#### Action item
Sort through the data and copy the lines holding the word "TryRecvError".

#### Records supplied
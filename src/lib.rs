#![allow(clippy::collapsible_if)]

// Core modules
pub mod app;
pub mod config;
pub mod data;
pub mod domain;
pub mod engine;
pub mod ui;
pub mod utils;

// Re-export commonly used types outside of crate
pub use app::App;
pub use domain::{Coordinate, GeoPoint};
pub use engine::{DisplayEngine, SlidingWindow};

// CLI argument parsing
use clap::Parser;

use crate::config::API;

#[derive(Parser, Debug, Clone)]
#[command(author, version, about, long_about = None)]
pub struct Cli {
    /// Base url of the coordinate service; the fixed coordinates path is appended
    #[arg(long, default_value = API.base_url)]
    pub api_base: String,
}

impl Default for Cli {
    fn default() -> Self {
        Self {
            api_base: API.base_url.to_string(),
        }
    }
}

/// Main application entry point - creates the GUI app
pub fn run_app(cc: &eframe::CreationContext<'_>, args: Cli) -> App {
    App::new(cc, args)
}
mod root;
mod route_view;
mod state;

pub(crate) use {route_view::RouteView, state::Route};

pub use root::App;
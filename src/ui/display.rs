use std::{
    collections::HashSet,
    sync::mpsc::{Receiver, TryRecvError},
};

use anyhow::anyhow;
use eframe::egui::{CentralPanel, Context, TopBottomPanel};

use crate::{
    config::DF,
    data::{FetchResult, spawn_coordinate_fetch},
    engine::{DisplayEngine, Marker},
    ui::{MarkerStyle, UI_CONFIG, controls::render_controls, map_view::MapView},
    utils::AppInstant,
};

/// The display screen. Mounting it starts the one coordinate fetch; dropping it cancels the timer.
pub(crate) struct DisplayView {
    engine: DisplayEngine,
    map: MapView,
    fetch_rx: Option<Receiver<FetchResult>>,
    count_input: String,
    marker_style: MarkerStyle,
    /// Ids already reported as unparseable, so each is logged once.
    skipped: HashSet<i64>,
}

impl DisplayView {
    pub(crate) fn mount(ctx: &Context, coordinates_url: String) -> Self {
        let engine = DisplayEngine::default();
        let repaint_ctx = ctx.clone();
        let fetch_rx = spawn_coordinate_fetch(coordinates_url, move || repaint_ctx.request_repaint());
        Self {
            count_input: engine.window().visible_count().to_string(),
            engine,
            map: MapView::new(ctx),
            fetch_rx: Some(fetch_rx),
            marker_style: UI_CONFIG.marker,
            skipped: HashSet::new(),
        }
    }

    fn poll_fetch(&mut self) {
        let Some(rx) = &self.fetch_rx else {
            return;
        };
        let Some(result) = take_fetch_result(rx) else {
            return;
        };
        self.engine.finish_load(result);
        self.fetch_rx = None;
    }

    pub(crate) fn render(&mut self, ctx: &Context) {
        self.poll_fetch();
        self.engine.poll_timer(AppInstant::now());

        let actions = TopBottomPanel::top("controls")
            .frame(UI_CONFIG.top_panel_frame())
            .show(ctx, |ui| {
                render_controls(ui, &self.engine, &mut self.count_input, self.skipped.len())
            })
            .inner;
        let now = AppInstant::now();
        for action in actions {
            self.engine.apply(action, now);
        }

        let mut markers: Vec<Marker<'_>> = Vec::with_capacity(self.engine.visible().len());
        for marker in self.engine.visible_markers() {
            match marker {
                Ok(m) => markers.push(m),
                Err((id, e)) => {
                    if self.skipped.insert(id) && DF.log_skipped_markers {
                        log::warn!("Skipping coordinate {}: {}", id, e);
                    }
                }
            }
        }

        CentralPanel::default()
            .frame(UI_CONFIG.central_panel_frame())
            .show(ctx, |ui| self.map.show(ui, &markers, &self.marker_style));

        if let Some(wait) = self.engine.until_next_tick(AppInstant::now()) {
            ctx.request_repaint_after(wait);
        }
    }

    pub(crate) fn teardown(&mut self) {
        self.engine.teardown();
        self.fetch_rx = None;
    }
}

/// `None` while the fetch is still in flight. A task that hung up without sending counts as a
/// failed load, so the view never waits forever.
fn take_fetch_result(rx: &Receiver<FetchResult>) -> Option<FetchResult> {
    match rx.try_recv() {
        Ok(result) => Some(result),
        Err(TryRecvError::Empty) => None,
        Err(TryRecvError::Disconnected) => Some(Err(anyhow!("Fetch task ended without a result"))),
    }
}

impl Drop for DisplayView {
    fn drop(&mut self) {
        self.teardown();
    }
}
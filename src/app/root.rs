use eframe::{
    Frame,
    egui::{Context, Visuals},
};

use crate::{
    Cli,
    app::Route,
    config::API,
    ui::{DisplayView, UI_CONFIG},
};

/// Application shell: owns the current route and nothing else.
/// Dropping the shell drops the mounted view, which cancels its timer.
pub struct App {
    route: Route,
}

impl App {
    pub(crate) fn new(cc: &eframe::CreationContext<'_>, args: Cli) -> Self {
        let url = API.coordinates_url(&args.api_base);
        let route = Route::Display(DisplayView::mount(&cc.egui_ctx, url));
        log::info!("Mounted route {}", route.path());
        Self { route }
    }
}

impl eframe::App for App {
    fn update(&mut self, ctx: &Context, _frame: &mut Frame) {
        setup_custom_visuals(ctx);
        self.route.view_mut().show(ctx);
    }
}

fn setup_custom_visuals(ctx: &Context) {
    let mut visuals = Visuals::dark();
    visuals.window_fill = UI_CONFIG.colors.central_panel;
    visuals.panel_fill = UI_CONFIG.colors.side_panel;
    visuals.widgets.noninteractive.fg_stroke.color = UI_CONFIG.colors.label;
    visuals.widgets.hovered.fg_stroke.color = UI_CONFIG.colors.heading;
    visuals.widgets.active.fg_stroke.color = UI_CONFIG.colors.heading;
    ctx.set_visuals(visuals);
}
use std::sync::LazyLock;

pub const ICON_PLAY: &str = "⏵";
pub const ICON_STOP: &str = "⏹";
pub const ICON_RESET: &str = "🔄";

pub struct UiText {
    // --- Controls bar ---
    pub label_visible_count: String,
    pub hover_visible_count: String,
    pub button_start: String,
    pub button_stop: String,
    pub button_reset: String,

    // --- Status ---
    pub status_loading: String,
    pub status_failed: String,
    pub status_running: String,
    pub status_idle: String,
    pub label_markers: String,
    pub label_position: String,
    pub label_skipped: String,
}

pub static UI_TEXT: LazyLock<UiText> = LazyLock::new(|| UiText {
    label_visible_count: "Visible markers".to_string(),
    hover_visible_count: "Whole number between 1 and the number of loaded coordinates".to_string(),
    button_start: format!("{} Start/Continue", ICON_PLAY),
    button_stop: format!("{} Stop", ICON_STOP),
    button_reset: format!("{} Reset", ICON_RESET),

    status_loading: "Loading coordinates...".to_string(),
    status_failed: "No coordinates (fetch failed, see log)".to_string(),
    status_running: "Running".to_string(),
    status_idle: "Stopped".to_string(),
    label_markers: "markers".to_string(),
    label_position: "window start".to_string(),
    label_skipped: "skipped (bad lat/lon)".to_string(),
});
use eframe::egui::{Color32, Frame, Margin, Stroke};

pub use crate::ui::ui_text::UI_TEXT;

/// UI Colors for consistent theming
#[derive(Clone, Copy, Default)]
pub struct UiColors {
    pub label: Color32,
    pub heading: Color32,
    pub warning: Color32,
    pub error: Color32,
    pub central_panel: Color32,
    pub side_panel: Color32,
}

/// How a marker is drawn. Passed explicitly to every marker render call.
#[derive(Clone, Copy, Debug)]
pub struct MarkerStyle {
    pub radius: f32,
    pub fill: Color32,
    pub stroke: Stroke,
    /// Radius (in points) around the marker that counts as a click on it.
    pub hit_radius: f32,
}

/// Main UI configuration struct that holds all UI-related settings
#[derive(Clone, Copy)]
pub struct UiConfig {
    pub colors: UiColors,
    pub marker: MarkerStyle,
    pub count_input_width: f32,
}

/// Global UI configuration instance
pub static UI_CONFIG: UiConfig = UiConfig {
    colors: UiColors {
        label: Color32::GRAY,
        heading: Color32::YELLOW,
        warning: Color32::ORANGE,
        error: Color32::from_rgb(220, 80, 80),
        central_panel: Color32::from_rgb(30, 30, 30),
        side_panel: Color32::from_rgb(25, 25, 25),
    },
    marker: MarkerStyle {
        radius: 7.0,
        fill: Color32::from_rgb(40, 120, 220),
        stroke: Stroke {
            width: 2.0,
            color: Color32::WHITE,
        },
        hit_radius: 10.0,
    },
    count_input_width: 60.0,
};

impl UiConfig {
    /// Frame for the Top Toolbar (Standard padding)
    pub fn top_panel_frame(&self) -> Frame {
        Frame {
            fill: self.colors.side_panel,
            stroke: Stroke::NONE,
            inner_margin: Margin::same(8),
            ..Default::default()
        }
    }

    // Map fills the rest, edge to edge
    pub fn central_panel_frame(&self) -> Frame {
        Frame {
            fill: self.colors.central_panel,
            stroke: Stroke::NONE,
            inner_margin: Margin::same(0),
            ..Default::default()
        }
    }
}
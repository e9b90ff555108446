mod time_utils;

pub use time_utils::AppInstant;
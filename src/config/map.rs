//! Map surface constants: initial camera and tile server.

pub struct TileConfig {
    /// `{z}`, `{x}` and `{y}` are substituted per tile.
    pub url_template: &'static str,
    pub attribution: &'static str,
    pub attribution_url: &'static str,
    pub max_zoom: u8,
}

pub struct MapConfig {
    pub center_lat: f64,
    pub center_lon: f64,
    pub zoom: f64,
    pub tiles: TileConfig,
}

pub const MAP: MapConfig = MapConfig {
    center_lat: 64.0,
    center_lon: 0.0,
    zoom: 5.0,
    tiles: TileConfig {
        url_template: "https://tile.openstreetmap.org/{z}/{x}/{y}.png",
        attribution: "© OpenStreetMap contributors",
        attribution_url: "https://www.openstreetmap.org/copyright",
        max_zoom: 19,
    },
};
use {
    serde::{Deserialize, Serialize},
    std::{convert::TryFrom, error::Error, fmt},
};

/// One record of the coordinate list, exactly as the API sends it.
/// Latitude/longitude stay as text until a marker is built from them.
#[derive(Serialize, Deserialize, Debug, Clone, PartialEq)]
pub struct Coordinate {
    pub id: i64,
    pub longitudinal: String,
    pub lateral: String,
    #[serde(rename = "timeStamp")]
    pub time_stamp: String,
}

impl Coordinate {
    pub fn new(id: i64, lateral: &str, longitudinal: &str, time_stamp: &str) -> Self {
        Coordinate {
            id,
            longitudinal: longitudinal.to_string(),
            lateral: lateral.to_string(),
            time_stamp: time_stamp.to_string(),
        }
    }

    /// Popup body. Values are shown verbatim, not reformatted from the parsed floats.
    pub fn popup_text(&self) -> String {
        format!(
            "Latitude: {}, Longitude: {}, Timestamp: {}",
            self.lateral, self.longitudinal, self.time_stamp
        )
    }
}

/// A parsed, finite latitude/longitude pair.
#[derive(Debug, Clone, Copy, PartialEq)]
pub struct GeoPoint {
    pub lat: f64,
    pub lon: f64,
}

#[derive(Debug, Clone, PartialEq)]
pub enum CoordinateError {
    InvalidLatitude(String),
    InvalidLongitude(String),
}

impl fmt::Display for CoordinateError {
    fn fmt(&self, f: &mut fmt::Formatter) -> fmt::Result {
        match self {
            CoordinateError::InvalidLatitude(text) => write!(f, "Invalid latitude: {:?}", text),
            CoordinateError::InvalidLongitude(text) => write!(f, "Invalid longitude: {:?}", text),
        }
    }
}

impl Error for CoordinateError {}

// "NaN" and "inf" parse fine as f64 but can't be placed on a map.
fn parse_finite(text: &str) -> Option<f64> {
    text.trim().parse::<f64>().ok().filter(|v| v.is_finite())
}

impl TryFrom<&Coordinate> for GeoPoint {
    type Error = CoordinateError;

    fn try_from(coordinate: &Coordinate) -> Result<Self, Self::Error> {
        let lat = parse_finite(&coordinate.lateral)
            .ok_or_else(|| CoordinateError::InvalidLatitude(coordinate.lateral.clone()))?;
        let lon = parse_finite(&coordinate.longitudinal)
            .ok_or_else(|| CoordinateError::InvalidLongitude(coordinate.longitudinal.clone()))?;
        Ok(GeoPoint { lat, lon })
    }
}

#[cfg(test)]
mod tests {
    use super::*;
    use assert_matches::assert_matches;

    #[test]
    fn deserializes_api_field_names() {
        let json = r#"[{"id":1,"longitudinal":"20.0","lateral":"10.0","timeStamp":"t1"}]"#;
        let parsed: Vec<Coordinate> = serde_json::from_str(json).unwrap();
        assert_eq!(parsed, vec![Coordinate::new(1, "10.0", "20.0", "t1")]);
    }

    #[test]
    fn missing_field_is_a_decode_error() {
        let json = r#"[{"id":1,"longitudinal":"20.0","lateral":"10.0"}]"#;
        assert!(serde_json::from_str::<Vec<Coordinate>>(json).is_err());
    }

    #[test]
    fn lateral_is_latitude_and_longitudinal_is_longitude() {
        let point = GeoPoint::try_from(&Coordinate::new(7, " 63.5 ", "-1.25", "now")).unwrap();
        assert_eq!(point, GeoPoint { lat: 63.5, lon: -1.25 });
    }

    #[test]
    fn unparseable_text_is_rejected() {
        assert_matches!(
            GeoPoint::try_from(&Coordinate::new(1, "north", "0", "t")),
            Err(CoordinateError::InvalidLatitude(_))
        );
        assert_matches!(
            GeoPoint::try_from(&Coordinate::new(1, "0", "", "t")),
            Err(CoordinateError::InvalidLongitude(_))
        );
        assert_matches!(
            GeoPoint::try_from(&Coordinate::new(1, "NaN", "0", "t")),
            Err(CoordinateError::InvalidLatitude(_))
        );
    }

    #[test]
    fn popup_shows_raw_text() {
        let c = Coordinate::new(3, "10.000", "20.50", "2024-01-01T00:00:00");
        assert_eq!(
            c.popup_text(),
            "Latitude: 10.000, Longitude: 20.50, Timestamp: 2024-01-01T00:00:00"
        );
    }
}
//! Configuration module for the coordinate window viewer.

// Can all be private now because we have a public re-export.
mod api;
mod debug;
mod map;
mod window;

// Re-export commonly used items
pub use api::{API, ApiConfig};
pub use debug::DF;
pub use map::{MAP, MapConfig, TileConfig};
pub use window::{WINDOW, WindowConfig};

#### Response for this exercise
    sync::mpsc::{Receiver, TryRecvError},
        Err(TryRecvError::Empty) => None,
        Err(TryRecvError::Disconnected) => Some(Err(anyhow!("Fetch task ended without a result"))),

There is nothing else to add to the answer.